# 5.SQL and Dataframes

References:

* Spark-SQL, <https://spark.apache.org/docs/latest/sql-programming-guide.html#datasets-and-dataframes>


# 5.1  Example Walkthrough
Follow the Spark SQL and Dataframes Examples below!

### Initialize PySpark

First, we use the findspark package to initialize PySpark.

In [1]:
# Initialize PySpark
APP_NAME = "PySpark Lecture"
SPARK_MASTER="spark://mpp3r03c04s04.cos.lrz.de:7077"

# If there is no SparkSession, create the environment
try:
    sc and spark
except NameError as e:
  #import findspark
  #findspark.init()
    import pyspark
    import pyspark.sql
    from pyspark.sql import Row
    conf=pyspark.SparkConf().set("spark.cores.max", "8")
    sc = pyspark.SparkContext(master=SPARK_MASTER, conf=conf)
    spark = pyspark.sql.SparkSession(sc).builder.appName(APP_NAME).getOrCreate()

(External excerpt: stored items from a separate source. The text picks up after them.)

/// Command Executor
///
/// Owns the [`EditorCore`] and the host collaborators used by the block comment action.
///
/// # Example
///
/// ```rust
/// use blockcomment_core::{CommandExecutor, Command, CursorCommand, EditCommand, Position};
///
/// let mut executor = CommandExecutor::new("fn main() {}");
///
/// // Move cursor
/// executor.execute(Command::Cursor(CursorCommand::MoveTo {
///     line: 0,
///     column: 3,
/// })).unwrap();
///
/// assert_eq!(executor.editor().cursor_position(), Position::new(0, 3));
/// ```
pub struct CommandExecutor {
    /// Editor Core
    editor: EditorCore,
    /// Command history
    command_history: Vec<Command>,
    /// Structured delta for the last executed text modification (cleared on each `execute()` call).
    last_text_delta: Option<TextDelta>,
    /// Allow the caret to sit past the end of its line.
    virtual_space: bool,
    languages: Option<Box<dyn LanguageResolver>>,
    comment_finder: Option<Box<dyn CommentFinder>>,
    custom_syntax: Option<CustomSyntax>,
    comment_settings: CommentSettings,
    write_access: Option<Box<dyn WriteAccess>>,
}

impl CommandExecutor {
    /// Create a new command executor
    pub fn new(text: &str) -> Self {
        Self {
            editor: EditorCore::new(text),
            command_history: Vec::new(),
            last_text_delta: None,
            virtual_space: false,
            languages: None,
            comment_finder: None,
            custom_syntax: None,
            comment_settings: CommentSettings::default(),
            write_access: None,
        }
    }

    /// Create an empty command executor
    pub fn empty() -> Self {
        Self::new("")
    }

    /// Execute command
    pub fn execute(&mut self, command: Command) -> Result<CommandResult, CommandError> {
        self.last_text_delta = None;

        self.command_history.push(command.clone());

        match command {
            Command::Edit(edit_cmd) => self.execute_edit(edit_cmd),
            Command::Cursor(cursor_cmd) => self.execute_cursor(cursor_cmd),
        }
    }

    /// Batch execute commands (stops at the first error)
    pub fn execute_batch(
        &mut self,
        commands: Vec<Command>,
    ) -> Result<Vec<CommandResult>, CommandError> {
        let mut results = Vec::new();

        for command in commands {
            let result = self.execute(command)?;
            results.push(result);
        }

        Ok(results)
    }

    /// Get the structured text delta produced by the last successful `execute()` call, if any.
    pub fn last_text_delta(&self) -> Option<&TextDelta> {
        self.last_text_delta.as_ref()
    }

    /// Take the structured text delta produced by the last successful `execute()` call, if any.
    pub fn take_last_text_delta(&mut self) -> Option<TextDelta> {
        self.last_text_delta.take()
    }

    /// Get command history
    pub fn get_command_history(&self) -> &[Command] {
        &self.command_history
    }

    /// Get a reference to the Editor Core
    pub fn editor(&self) -> &EditorCore {
        &self.editor
    }

    /// Get a mutable reference to the Editor Core
    pub fn editor_mut(&mut self) -> &mut EditorCore {
        &mut self.editor
    }

    /// Allow or forbid caret columns past the end of the line.
    pub fn set_virtual_space(&mut self, enabled: bool) {
        self.virtual_space = enabled;
    }

    /// Install a language resolver. Once set, the `config` of
    /// [`EditCommand::ToggleBlockComment`] is ignored.
    pub fn set_language_resolver(&mut self, languages: impl LanguageResolver + 'static) {
        self.languages = Some(Box::new(languages));
    }

    /// Install a structured comment finder (e.g. backed by tree-sitter).
    pub fn set_comment_finder(&mut self, finder: impl CommentFinder + 'static) {
        self.comment_finder = Some(Box::new(finder));
    }

    /// Treat the document as a custom file type.
    pub fn set_custom_syntax(&mut self, syntax: Option<CustomSyntax>) {
        self.custom_syntax = syntax;
    }

    /// Set code-style settings used by the block comment action.
    pub fn set_comment_settings(&mut self, settings: CommentSettings) {
        self.comment_settings = settings;
    }

    /// Install write-access negotiation for read-only buffers.
    pub fn set_write_access(&mut self, write_access: impl WriteAccess + 'static) {
        self.write_access = Some(Box::new(write_access));
    }

    fn execute_edit(&mut self, command: EditCommand) -> Result<CommandResult, CommandError> {
        match command {
            EditCommand::Insert { offset, text } => self.execute_insert_command(offset, text),
            EditCommand::Delete { start, length } => self.execute_delete_command(start, length),
            EditCommand::ToggleBlockComment { config } => {
                self.execute_toggle_block_comment_command(config)
            }
        }
    }

    fn execute_insert_command(
        &mut self,
        offset: usize,
        text: String,
    ) -> Result<CommandResult, CommandError> {
        if text.is_empty() {
            return Err(CommandError::EmptyText);
        }

        let before_char_count = self.editor.buffer.len_chars();
        if offset > before_char_count {
            return Err(CommandError::InvalidOffset(offset));
        }

        let edit = self.editor.buffer.insert(offset, &text)?;

        self.editor.normalize_cursor_and_selection();

        let mut delta = TextDelta::new(before_char_count);
        delta.push(edit);
        self.last_text_delta = Some(delta);

        Ok(CommandResult::Success)
    }

    fn execute_delete_command(
        &mut self,
        start: usize,
        length: usize,
    ) -> Result<CommandResult, CommandError> {
        if length == 0 {
            return Ok(CommandResult::Success);
        }

        let before_char_count = self.editor.buffer.len_chars();
        if start > before_char_count {
            return Err(CommandError::InvalidOffset(start));
        }
        if start + length > before_char_count {
            return Err(CommandError::InvalidRange {
                start,
                end: start + length,
            });
        }

        let edit = self
            .editor
            .buffer
            .delete(CharRange::new(start, start + length))?;

        self.editor.normalize_cursor_and_selection();

        let mut delta = TextDelta::new(before_char_count);
        delta.push(edit);
        self.last_text_delta = Some(delta);

        Ok(CommandResult::Success)
    }

    fn execute_toggle_block_comment_command(
        &mut self,
        config: CommentConfig,
    ) -> Result<CommandResult, CommandError> {
        let fallback_languages;
        let languages: &dyn LanguageResolver = match &self.languages {
            Some(languages) => languages.as_ref(),
            None => {
                fallback_languages = SingleLanguage::new("text", config.clone());
                &fallback_languages
            }
        };

        // Without any structural information, lex the document with the config's own tokens.
        let fallback_syntax;
        let custom_syntax = match &self.custom_syntax {
            Some(syntax) => Some(syntax),
            None if self.languages.is_none() && self.comment_finder.is_none() => {
                fallback_syntax = CustomSyntax::from_comment_config(&config);
                Some(&fallback_syntax)
            }
            None => None,
        };

        let mut context = SourceContext::new(languages).with_settings(self.comment_settings);
        if let Some(syntax) = custom_syntax {
            context = context.with_custom_syntax(syntax);
        }
        if let Some(finder) = &self.comment_finder {
            context = context.with_comment_finder(finder.as_ref());
        }
        if let Some(write_access) = &self.write_access {
            context = context.with_write_access(write_access.as_ref());
        }

        let state = self.editor.caret_state();
        let outcome = BlockCommentToggler::new(context).toggle(&mut self.editor.buffer, &state)?;

        if !matches!(outcome.action, ToggleAction::Skipped(_)) {
            self.editor.cursor_position = outcome.caret;
            self.editor.block_selection = None;
            self.editor.selection = outcome.selection.map(|range| {
                let direction = self
                    .editor
                    .selection
                    .as_ref()
                    .map_or(SelectionDirection::Forward, |s| s.direction);
                Selection {
                    start: self.editor.buffer.offset_to_position(range.start),
                    end: self.editor.buffer.offset_to_position(range.end),
                    direction,
                }
            });
            self.last_text_delta = Some(outcome.delta);
        }

        Ok(CommandResult::BlockComment(outcome.action))
    }

    fn execute_cursor(&mut self, command: CursorCommand) -> Result<CommandResult, CommandError> {
        let line_count = self.editor.buffer.line_count();
        match command {
            CursorCommand::MoveTo { line, column } => {
                if line >= line_count {
                    return Err(CommandError::InvalidPosition { line, column });
                }

                let column = if self.virtual_space {
                    column
                } else {
                    self.editor.clamp_column_for_line(line, column)
                };
                self.editor.cursor_position = Position::new(line, column);
                self.editor.selection = None;
                self.editor.block_selection = None;
                Ok(CommandResult::Success)
            }
            CursorCommand::SetSelection { start, end } => {
                if start.line >= line_count || end.line >= line_count {
                    return Err(CommandError::InvalidPosition {
                        line: start.line.max(end.line),
                        column: start.column.max(end.column),
                    });
                }

                let start = Position::new(
                    start.line,
                    self.editor.clamp_column_for_line(start.line, start.column),
                );
                let end = Position::new(
                    end.line,
                    self.editor.clamp_column_for_line(end.line, end.column),
                );

                let selection = Selection::between(start, end);
                self.editor.selection = (!selection.is_empty()).then_some(selection);
                self.editor.block_selection = None;
                self.editor.cursor_position = end;
                Ok(CommandResult::Success)
            }
            CursorCommand::SetRectSelection { anchor, active } => {
                if anchor.line >= line_count || active.line >= line_count {
                    return Err(CommandError::InvalidPosition {
                        line: anchor.line.max(active.line),
                        column: anchor.column.max(active.column),
                    });
                }

                // Columns are kept as-is: a rectangle may extend into virtual space.
                self.editor.block_selection = Some(BlockSelection::from_corners(anchor, active));
                self.editor.selection = None;
                self.editor.cursor_position = active;
                Ok(CommandResult::Success)
            }
            CursorCommand::ClearSelection => {
                self.editor.selection = None;
                self.editor.block_selection = None;
                Ok(CommandResult::Success)
            }
        }
    }
}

print("PySpark initiated...")

PySpark initiated...


### Hello, World!

Loading data, mapping it and collecting the records into RAM...

In [2]:
# Load the text file using the SparkContext
csv_lines = sc.textFile("../data/example.csv")

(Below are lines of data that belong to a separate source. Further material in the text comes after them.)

use blockcomment_core::comment::{
    BlockCommentToggler, CaretState, DelimiterPair, NestedCommentInserter, NestedCommentRemover,
    SingleLanguage, SourceContext, WrapLayout,
};
use blockcomment_core::{
    CharRange, CommentConfig, CustomSyntax, TextBuffer, TextDelta, ToggleAction,
};
use proptest::prelude::*;

/// Non-empty lines without blanks or delimiter characters, each terminated by `'\n'`.
///
/// Blank-only neighbourhoods are excluded: a delimiter that ends up alone on its line is removed
/// together with that line.
fn document() -> impl Strategy<Value = String> {
    prop::collection::vec("[abcx]{1,8}", 1..6).prop_map(|lines| {
        let mut text = lines.join("\n");
        text.push('\n');
        text
    })
}

fn document_and_range() -> impl Strategy<Value = (String, CharRange)> {
    document().prop_flat_map(|text| {
        let len = text.chars().count();
        (Just(text), 0..len).prop_flat_map(move |(text, start)| {
            (Just(text), Just(start), start + 1..=len)
                .prop_map(|(text, start, end)| (text, CharRange::new(start, end)))
        })
    })
}

fn layout_for(
    buffer: &TextBuffer,
    inserter: &NestedCommentInserter<'_>,
    range: CharRange,
) -> WrapLayout {
    if inserter.is_whole_line(buffer, range) {
        WrapLayout::WholeLine {
            indent: String::new(),
        }
    } else {
        WrapLayout::Inline
    }
}

proptest! {
    #![proptest_config(ProptestConfig::with_cases(256))]

    #[test]
    fn prop_remove_undoes_insert((text, range) in document_and_range()) {
        for (prefix, suffix) in [("/*", "*/"), ("<!--", "-->"), ("{-", "-}")] {
            let pair = DelimiterPair::new(prefix, suffix).unwrap();
            let mut buffer = TextBuffer::new(&text);
            let mut delta = TextDelta::new(buffer.len_chars());

            let inserter = NestedCommentInserter::new(&pair);
            let layout = layout_for(&buffer, &inserter, range);
            let comment = inserter.wrap(&mut buffer, range, &layout, &mut delta).unwrap();

            prop_assert!(buffer.matches_at(comment.start, prefix));
            prop_assert!(buffer.matches_at(comment.end - pair.suffix_len(), suffix));

            NestedCommentRemover::new(&pair)
                .unwrap(&mut buffer, comment, &mut delta)
                .unwrap();
            prop_assert_eq!(buffer.text(), text.clone());
            prop_assert_eq!(delta.after_char_count, delta.before_char_count);
        }
    }

    #[test]
    fn prop_toggle_twice_restores_text((text, range) in document_and_range()) {
        let syntax = CustomSyntax::with_block_comment("/*", "*/");
        let languages = SingleLanguage::new("c", CommentConfig::block("/*", "*/"));
        let toggler = BlockCommentToggler::new(
            SourceContext::new(&languages).with_custom_syntax(&syntax),
        );

        let mut buffer = TextBuffer::new(&text);
        let state = CaretState::from_offset(&buffer, range.start).with_selection(range);
        let first = toggler.toggle(&mut buffer, &state).unwrap();

        // Put the caret back inside the new comment and toggle again.
        let comment = match first.action {
            ToggleAction::Commented { comment, .. } => comment,
            other => panic!("expected a comment, got {other:?}"),
        };
        let inside = CaretState::from_offset(&buffer, comment.start + 1);
        toggler.toggle(&mut buffer, &inside).unwrap();

        prop_assert_eq!(buffer.text(), text);
    }
}
use crate::{CommentConfig, ConfigError};
use serde::{Deserialize, Serialize};

/// Syntax table of a user-defined ("custom") file type.
///
/// Custom file types have no parser, so block comments are found by lexing the text with these
/// tokens instead of querying a syntax tree.
#[derive(Debug, Clone, PartialEq, Eq, Serialize, Deserialize)]
#[serde(default)]
pub struct CustomSyntax {
    /// Line comment token (e.g. `#`).
    pub line_comment: Option<String>,
    /// Block comment start token (e.g. `{-`).
    pub block_comment_start: Option<String>,
    /// Block comment end token (e.g. `-}`).
    pub block_comment_end: Option<String>,
    /// Characters that open and close string literals.
    pub string_quotes: Vec<char>,
    /// Escape character inside string literals.
    pub escape_char: Option<char>,
}

impl Default for CustomSyntax {
    fn default() -> Self {
        Self {
            line_comment: None,
            block_comment_start: None,
            block_comment_end: None,
            string_quotes: vec!['"', '\''],
            escape_char: Some('\\'),
        }
    }
}

impl CustomSyntax {
    /// A syntax with the given block comment tokens and default string rules.
    pub fn with_block_comment(start: impl Into<String>, end: impl Into<String>) -> Self {
        Self {
            block_comment_start: Some(start.into()),
            block_comment_end: Some(end.into()),
            ..Self::default()
        }
    }

    /// A syntax lexing the tokens of `config`, with default string rules.
    pub fn from_comment_config(config: &CommentConfig) -> Self {
        Self {
            line_comment: config.line.clone(),
            block_comment_start: config.block_start.clone(),
            block_comment_end: config.block_end.clone(),
            ..Self::default()
        }
    }

    /// Set the line comment token.
    pub fn with_line_comment(mut self, token: impl Into<String>) -> Self {
        self.line_comment = Some(token.into());
        self
    }

    /// Parse a syntax table from JSON.
    pub fn from_json(json: &str) -> Result<Self, ConfigError> {
        Ok(serde_json::from_str(json)?)
    }

    /// The comment tokens of this syntax, in the shape used by language-aware callers.
    pub fn comment_config(&self) -> CommentConfig {
        CommentConfig {
            line: self.line_comment.clone(),
            block_start: self.block_comment_start.clone(),
            block_end: self.block_comment_end.clone(),
        }
    }
}
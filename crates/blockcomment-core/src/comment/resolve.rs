use super::DelimiterPair;
use crate::buffer::CharRange;
use blockcomment_lang::{CommentConfig, CustomSyntax};
use std::collections::BTreeMap;
use tracing::debug;

/// Language lookup for a document that may embed several languages.
pub trait LanguageResolver {
    /// Language at `offset`. With `backward`, the character *before* `offset` decides, which is
    /// what a range end needs.
    fn language_at(&self, offset: usize, backward: bool) -> Option<&str>;

    /// The language of the file as a whole.
    fn file_language(&self) -> &str;

    /// Comment tokens of `language`.
    fn comment_config(&self, language: &str) -> Option<&CommentConfig>;
}

/// A document in a single language.
#[derive(Debug, Clone)]
pub struct SingleLanguage {
    language: String,
    config: CommentConfig,
}

impl SingleLanguage {
    /// Create a resolver that answers `language` everywhere.
    pub fn new(language: impl Into<String>, config: CommentConfig) -> Self {
        Self {
            language: language.into(),
            config,
        }
    }
}

impl LanguageResolver for SingleLanguage {
    fn language_at(&self, _offset: usize, _backward: bool) -> Option<&str> {
        Some(&self.language)
    }

    fn file_language(&self) -> &str {
        &self.language
    }

    fn comment_config(&self, language: &str) -> Option<&CommentConfig> {
        (language == self.language).then_some(&self.config)
    }
}

/// A document with embedded regions in other languages (e.g. `<script>` in HTML).
///
/// Regions must not overlap. Offsets outside every region belong to the file language.
#[derive(Debug, Clone)]
pub struct LanguageRegions {
    file_language: String,
    regions: Vec<(CharRange, String)>,
    configs: BTreeMap<String, CommentConfig>,
}

impl LanguageRegions {
    /// Create a resolver for a file in `file_language`.
    pub fn new(file_language: impl Into<String>, config: CommentConfig) -> Self {
        let file_language = file_language.into();
        let mut configs = BTreeMap::new();
        configs.insert(file_language.clone(), config);
        Self {
            file_language,
            regions: Vec::new(),
            configs,
        }
    }

    /// Register comment tokens for an embedded language.
    pub fn with_language(mut self, language: impl Into<String>, config: CommentConfig) -> Self {
        self.configs.insert(language.into(), config);
        self
    }

    /// Mark `range` as written in `language`.
    pub fn with_region(mut self, range: CharRange, language: impl Into<String>) -> Self {
        self.regions.push((range, language.into()));
        self
    }
}

impl LanguageResolver for LanguageRegions {
    fn language_at(&self, offset: usize, backward: bool) -> Option<&str> {
        let probe = if backward {
            offset.saturating_sub(1)
        } else {
            offset
        };
        let language = self
            .regions
            .iter()
            .find(|(range, _)| range.start <= probe && probe < range.end)
            .map_or(self.file_language.as_str(), |(_, language)| language.as_str());
        Some(language)
    }

    fn file_language(&self) -> &str {
        &self.file_language
    }

    fn comment_config(&self, language: &str) -> Option<&CommentConfig> {
        self.configs.get(language)
    }
}

/// Pick the delimiter pair for a toggle at `caret`.
///
/// A custom syntax always wins. Otherwise the language at the caret decides, unless a selection
/// starts and ends in different languages; then the file language is used.
pub fn resolve_delimiters(
    languages: &dyn LanguageResolver,
    custom_syntax: Option<&CustomSyntax>,
    caret: usize,
    selection: Option<CharRange>,
) -> Option<DelimiterPair> {
    if let Some(syntax) = custom_syntax {
        return DelimiterPair::from_config(&syntax.comment_config());
    }

    let mut language = languages.language_at(caret, false)?;
    if let Some(range) = selection {
        let start = languages.language_at(range.start, false);
        let end = languages.language_at(range.end, true);
        if start != Some(language) || end != Some(language) {
            debug!(?start, ?end, language, "selection spans languages, using file language");
            language = languages.file_language();
        }
    }

    languages
        .comment_config(language)
        .and_then(DelimiterPair::from_config)
}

# Map the data to split the lines into a list
data = csv_lines.map(lambda line: line.split(","))

# Collect the dataset into local RAM
data.collect()

[[u'Russell Jurney', u'Relato', u'CEO'],
 [u'Florian Liebert', u'Mesosphere', u'CEO'],
 [u'Don Brown', u'Rocana', u'CIO'],
 [u'Steve Jobs', u'Apple', u'CEO'],
 [u'Donald Trump', u'The Trump Organization', u'CEO'],
 [u'Russell Jurney', u'Data Syndrome', u'Principal Consultant']]

### Creating Rows

Creating `pyspark.sql.Rows` out of your data so you can create DataFrames...

In [3]:
# Convert the CSV into a pyspark.sql.Row
def csv_to_row(line):
    parts = line.split(",")
    row = Row(
      name=parts[0],
      company=parts[1],
      title=parts[2]
    )
    return row

# Apply the function to get rows in an RDD
rows = csv_lines.map(csv_to_row)

### Creating DataFrames from RDDs

Using the `RDD.toDF()` method to create a dataframe, registering the `DataFrame` as a temporary table with Spark SQL, and counting the jobs per person using Spark SQL.

In [4]:
# Convert to a pyspark.sql.DataFrame
rows_df = rows.toDF()

# Register the DataFrame for Spark SQL
rows_df.registerTempTable("executives")

# Generate a new DataFrame with SQL using the SparkSession
job_counts = spark.sql("""
SELECT
  name,
  COUNT(*) AS total
  FROM executives
  GROUP BY name
""")
job_counts.show()

# Go back to an RDD
job_counts.rdd.collect()

+---------------+-----+
|           name|total|
+---------------+-----+
|   Donald Trump|    1|
|Florian Liebert|    1|
|      Don Brown|    1|
| Russell Jurney|    2|
|     Steve Jobs|    1|
+---------------+-----+



[Row(name=u'Donald Trump', total=1),
 Row(name=u'Florian Liebert', total=1),
 Row(name=u'Don Brown', total=1),
 Row(name=u'Russell Jurney', total=2),
 Row(name=u'Steve Jobs', total=1)]

# 5.2-5.4 NASA DataSet

5.2 Create a Spark-SQL table with fields for IP/Host and Response Code from the NASA Log file! 

In [3]:
%%time
from pyspark.sql import Row
nasa_lines = sc.textFile("../data/nasa/NASA_access_log_Jul95")
spark_dataframe=nasa_lines.map(lambda a: Row(host=a.split()[0], response_code=a.split()[-2] if len(a.split())>2 else "No Value")).toDF()
spark_dataframe.registerTempTable("nasa")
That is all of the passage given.